20 mai 2000

Hier matin, j'avais décidé de faire la grasse-matinée. Pour une fois tous mes cours étaient prêts, et je n'avais pas à les préparer en vitesse, dans la précipitation et l'angoisse, avant d'aller au lycée. Vers dix heures, j'émerge doucement. Ma petite Hannah était tranquillement assise au bout de mon lit, attendant tranquillement en somnelant que je me réveille. Je l'appelle : "Haaaaaaa...". Rien ne sort de ma gorge qu'un terrifiant son rauque. Je fais une nouvelle tentative : Hannah, cette fois-ci bien réveillée, regarde, affolée, le monstre qui s'est glissé dans la nuit dans les draps de sa maîtresse et qui fait des bruits si étranges avec sa voix. Ma troisième tentative pour faire revenir mes cordes vocales est pire que les deux autres. Le son qui parvient péniblement à se glisser entre mes lèvres est si effrayant que le chaton saute du lit précipitamment et va se cacher sous un meuble.

J'étais bien embêtée. J'avais cours deux heures après.

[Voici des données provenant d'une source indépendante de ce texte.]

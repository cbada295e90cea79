//! Application configuration
//!
//! Process-level settings that come from the command line rather than the
//! map configuration file.

use anyhow::Result;
use std::path::PathBuf;

#[derive(Debug, Clone)]
pub struct AppConfig {
    /// Verbosity level for logging
    pub verbose: u8,
    /// Directory searched for `territory-map.toml`
    pub working_dir: PathBuf,
    /// Explicit `--config` file
    pub config_path: Option<PathBuf>,
}

impl AppConfig {
    pub fn new(verbose: u8) -> Result<Self> {
        let working_dir = std::env::current_dir()
            .map_err(|e| anyhow::anyhow!("Failed to get current directory: {}", e))?;

        Ok(Self {
            verbose,
            working_dir,
            config_path: None,
        })
    }

    pub fn with_working_dir(mut self, dir: PathBuf) -> Self {
        self.working_dir = dir;
        self
    }

    pub fn with_config_path(mut self, path: Option<PathBuf>) -> Self {
        self.config_path = path;
        self
    }

    /// Get the log level string based on verbosity
    pub fn log_level(&self) -> &'static str {
        match self.verbose {
            0 => "info",
            1 => "debug",
            _ => "trace",
        }
    }
}

impl Default for AppConfig {
    fn default() -> Self {
        Self {
            verbose: 0,
            working_dir: PathBuf::from("."),
            config_path: None,
        }
    }
}
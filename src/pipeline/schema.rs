//! Attribute schema: which roster columns are tracked and how each one merges

use serde::{Deserialize, Serialize};
use std::collections::BTreeSet;

/// Separator between merged values
pub const VALUE_SEPARATOR: &str = ", ";

/// How the values of one attribute combine for a region
#[derive(Debug, Clone, Copy, PartialEq, Eq, Serialize, Deserialize)]
#[serde(rename_all = "lowercase")]
pub enum MergePolicy {
    /// Keep every value in arrival order, duplicates included
    List,
    /// Distinct values, sorted
    Set,
}

impl MergePolicy {
    /// Merge present values into a single display string
    pub fn merge<'a, I>(&self, values: I) -> String
    where
        I: IntoIterator<Item = &'a str>,
    {
        match self {
            MergePolicy::List => values.into_iter().collect::<Vec<_>>().join(VALUE_SEPARATOR),
            MergePolicy::Set => values
                .into_iter()
                .collect::<BTreeSet<_>>()
                .into_iter()
                .collect::<Vec<_>>()
                .join(VALUE_SEPARATOR),
        }
    }
}

/// One tracked roster column
#[derive(Debug, Clone, PartialEq, Eq, Serialize, Deserialize)]
pub struct AttributeSpec {
    /// Column name in the roster
    pub name: String,
    /// Short label used in display text and exports
    pub label: String,
    #[serde(default = "default_merge", rename = "merge")]
    pub policy: MergePolicy,
}

fn default_merge() -> MergePolicy {
    MergePolicy::List
}

impl AttributeSpec {
    pub fn new(name: impl Into<String>, label: impl Into<String>, policy: MergePolicy) -> Self {
        Self {
            name: name.into(),
            label: label.into(),
            policy,
        }
    }
}

/// Ordered attribute specs plus the heading used for the region line
#[derive(Debug, Clone, PartialEq, Eq)]
pub struct AttributeSchema {
    pub region_label: String,
    pub attributes: Vec<AttributeSpec>,
}

impl AttributeSchema {
    pub fn new(region_label: impl Into<String>, attributes: Vec<AttributeSpec>) -> Self {
        Self {
            region_label: region_label.into(),
            attributes,
        }
    }

    pub fn attribute_names(&self) -> Vec<String> {
        self.attributes.iter().map(|a| a.name.clone()).collect()
    }
}

impl Default for AttributeSchema {
    /// Account Executive and Account Manager keep every assignment in order;
    /// Project Manager lists distinct people only.
    fn default() -> Self {
        Self::new("State", default_attributes())
    }
}

pub fn default_attributes() -> Vec<AttributeSpec> {
    vec![
        AttributeSpec::new("Account Executive", "AE", MergePolicy::List),
        AttributeSpec::new("Account Manager", "AM", MergePolicy::List),
        AttributeSpec::new("Project Manager", "PM", MergePolicy::Set),
    ]
}

#[cfg(test)]
mod tests {
    use super::*;

    #[test]
    fn test_list_merge_keeps_order_and_duplicates() {
        let merged = MergePolicy::List.merge(["Ryan Yohe", "Ryan Yohe", "Alex"]);
        assert_eq!(merged, "Ryan Yohe, Ryan Yohe, Alex");
    }

    #[test]
    fn test_set_merge_sorts_and_deduplicates() {
        let merged = MergePolicy::Set.merge(["B", "A", "A", "A", "B"]);
        assert_eq!(merged, "A, B");
    }

    #[test]
    fn test_merge_of_nothing_is_empty() {
        assert_eq!(MergePolicy::List.merge(Vec::<&str>::new()), "");
        assert_eq!(MergePolicy::Set.merge(Vec::<&str>::new()), "");
    }

    #[test]
    fn test_unknown_policy_is_rejected() {
        let result = toml::from_str::<AttributeSpec>("name = \"X\"\nlabel = \"X\"\nmerge = \"bag\"");
        assert!(result.is_err());
    }

    #[test]
    fn test_attribute_spec_deserializes_with_default_policy() {
        let spec: AttributeSpec = toml::from_str("name = \"Sales Engineer\"\nlabel = \"SE\"").unwrap();
        assert_eq!(spec.policy, MergePolicy::List);

        let spec: AttributeSpec =
            toml::from_str("name = \"Project Manager\"\nlabel = \"PM\"\nmerge = \"set\"").unwrap();
        assert_eq!(spec.policy, MergePolicy::Set);
    }

    #[test]
    fn test_default_schema() {
        let schema = AttributeSchema::default();
        assert_eq!(schema.region_label, "State");
        assert_eq!(
            schema.attribute_names(),
            vec!["Account Executive", "Account Manager", "Project Manager"]
        );
        assert_eq!(schema.attributes[2].policy, MergePolicy::Set);
    }
}
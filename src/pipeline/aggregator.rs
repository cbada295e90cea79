//! Region aggregation
//!
//! Groups expanded records by region and merges each tracked attribute
//! according to its [`MergePolicy`](super::schema::MergePolicy). Output is
//! ordered by region code. Only regions with at least one record appear.

use super::expander::ExpandedRecord;
use super::schema::AttributeSchema;
use crate::catalog::RegionCode;
use serde::Serialize;
use std::collections::BTreeMap;

/// Merged value of one attribute for one region
#[derive(Debug, Clone, PartialEq, Eq, Serialize)]
pub struct MergedAttribute {
    pub name: String,
    pub label: String,
    /// Empty when no record carried a value
    pub value: String,
}

/// One display-ready row per region
#[derive(Debug, Clone, PartialEq, Eq, Serialize)]
pub struct AggregatedRegion {
    pub region: RegionCode,
    /// In schema order
    pub merged: Vec<MergedAttribute>,
    pub display_text: String,
}

impl AggregatedRegion {
    /// Merged value for attribute `name`
    pub fn value(&self, name: &str) -> Option<&str> {
        self.merged
            .iter()
            .find(|m| m.name == name)
            .map(|m| m.value.as_str())
    }
}

pub fn aggregate(records: &[ExpandedRecord], schema: &AttributeSchema) -> Vec<AggregatedRegion> {
    let mut groups: BTreeMap<RegionCode, Vec<&ExpandedRecord>> = BTreeMap::new();
    for record in records {
        groups.entry(record.region).or_default().push(record);
    }

    groups
        .into_iter()
        .map(|(region, rows)| aggregate_region(region, &rows, schema))
        .collect()
}

fn aggregate_region(
    region: RegionCode,
    rows: &[&ExpandedRecord],
    schema: &AttributeSchema,
) -> AggregatedRegion {
    let merged: Vec<MergedAttribute> = schema
        .attributes
        .iter()
        .map(|spec| MergedAttribute {
            name: spec.name.clone(),
            label: spec.label.clone(),
            value: spec
                .policy
                .merge(rows.iter().filter_map(|row| row.attribute(&spec.name))),
        })
        .collect();

    let display_text = display_text(&schema.region_label, region, &merged);

    AggregatedRegion {
        region,
        merged,
        display_text,
    }
}

/// Fixed multi-line template: region line, then one line per attribute
///
/// ```text
/// State: TX
/// AE: Scott Kear, Mike B
/// AM: Tony Deleon
/// PM: Tammy Vaughn
/// ```
pub fn display_text(region_label: &str, region: RegionCode, merged: &[MergedAttribute]) -> String {
    let mut lines = Vec::with_capacity(merged.len() + 1);
    lines.push(format!("{}: {}", region_label, region));
    lines.extend(merged.iter().map(|m| format!("{}: {}", m.label, m.value)));
    lines.join("\n")
}
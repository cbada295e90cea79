use crate::error::{Error, Result};
use crate::pipeline::{AggregatedRegion, AttributeSchema};
use std::fmt;

#[derive(Debug, Clone, Copy, PartialEq, Eq, clap::ValueEnum)]
pub enum TableFormat {
    Json,
    Csv,
    Text,
}

impl fmt::Display for TableFormat {
    fn fmt(&self, f: &mut fmt::Formatter<'_>) -> fmt::Result {
        match self {
            TableFormat::Json => write!(f, "json"),
            TableFormat::Csv => write!(f, "csv"),
            TableFormat::Text => write!(f, "text"),
        }
    }
}

/// Render the aggregated table in `format`
pub fn render_table(
    regions: &[AggregatedRegion],
    schema: &AttributeSchema,
    format: TableFormat,
) -> Result<String> {
    match format {
        TableFormat::Json => Ok(serde_json::to_string_pretty(regions)?),
        TableFormat::Csv => render_csv(regions, schema),
        TableFormat::Text => Ok(regions
            .iter()
            .map(|region| format!("{}\n", region.display_text))
            .collect::<Vec<_>>()
            .join("\n")),
    }
}

fn render_csv(regions: &[AggregatedRegion], schema: &AttributeSchema) -> Result<String> {
    let mut writer = csv::Writer::from_writer(Vec::new());

    let mut header = vec![schema.region_label.as_str()];
    header.extend(schema.attributes.iter().map(|a| a.label.as_str()));
    writer.write_record(&header)?;

    for region in regions {
        let mut row = vec![region.region.as_str()];
        row.extend(
            schema
                .attributes
                .iter()
                .map(|a| region.value(&a.name).unwrap_or_default()),
        );
        writer.write_record(&row)?;
    }

    let bytes = writer.into_inner().map_err(|e| Error::Io(e.into_error()))?;
    String::from_utf8(bytes)
        .map_err(|e| Error::Io(std::io::Error::new(std::io::ErrorKind::InvalidData, e)))
}
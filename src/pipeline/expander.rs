//! Row expansion: one roster record into one record per resolved region

use super::parser::parse_label;
use crate::catalog::{RegionCatalog, RegionCode};
use crate::roster::RosterRecord;
use serde::Serialize;
use std::collections::BTreeMap;
use tracing::trace;

/// A roster assignment attached to a single region
#[derive(Debug, Clone, PartialEq, Eq, Serialize)]
pub struct ExpandedRecord {
    pub region: RegionCode,
    pub attributes: BTreeMap<String, Option<String>>,
}

impl ExpandedRecord {
    pub fn attribute(&self, name: &str) -> Option<&str> {
        self.attributes.get(name).and_then(|v| v.as_deref())
    }
}

/// Expand `record` into one [`ExpandedRecord`] per region its label resolves to
///
/// Each copy carries the full attribute set. A label that resolves to no
/// region yields nothing.
pub fn expand(record: &RosterRecord, catalog: &RegionCatalog) -> Vec<ExpandedRecord> {
    let regions = parse_label(record.label.as_deref(), catalog);
    if regions.is_empty() {
        trace!(
            "Territory label {:?} resolved to no regions; row skipped",
            record.label
        );
    }

    regions
        .into_iter()
        .map(|region| ExpandedRecord {
            region,
            attributes: record.attributes.clone(),
        })
        .collect()
}

/// Expand every record, preserving arrival order
pub fn expand_all(records: &[RosterRecord], catalog: &RegionCatalog) -> Vec<ExpandedRecord> {
    records
        .iter()
        .flat_map(|record| expand(record, catalog))
        .collect()
}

J'ai essayé de faire travailler cette voix qui s'était assoupie au fond de mes organes. Je récitais des vers de Rimbaud : "Comme je descendais des fleuves impassibles...". Mais je les descendais effectivement ces fleuves, m'y noyant même effroyablement.

Je suis venue quand même au lycée, espérant jusqu'à la dernière minute récupérer ma voix éraillée. Tout le monde compatissait en riant : "tu t'es mise au blues maintenant ?". Evidemment, ma voix n'est pas revenue. Mes élèves ont explosé de joie lorsque je leur ai dit que je ne faisais pas cours, puis m'ont maudite quand j'ai annoncé que les heures seraient remplacées.

"Ce sont les risques du métier", m'a-t-on dit. Oui, encore un risque de plus...

Eva.

Précédente Suivante
Ecrire à Hannah...

Ecrire à Eva...Ecrire à Fred...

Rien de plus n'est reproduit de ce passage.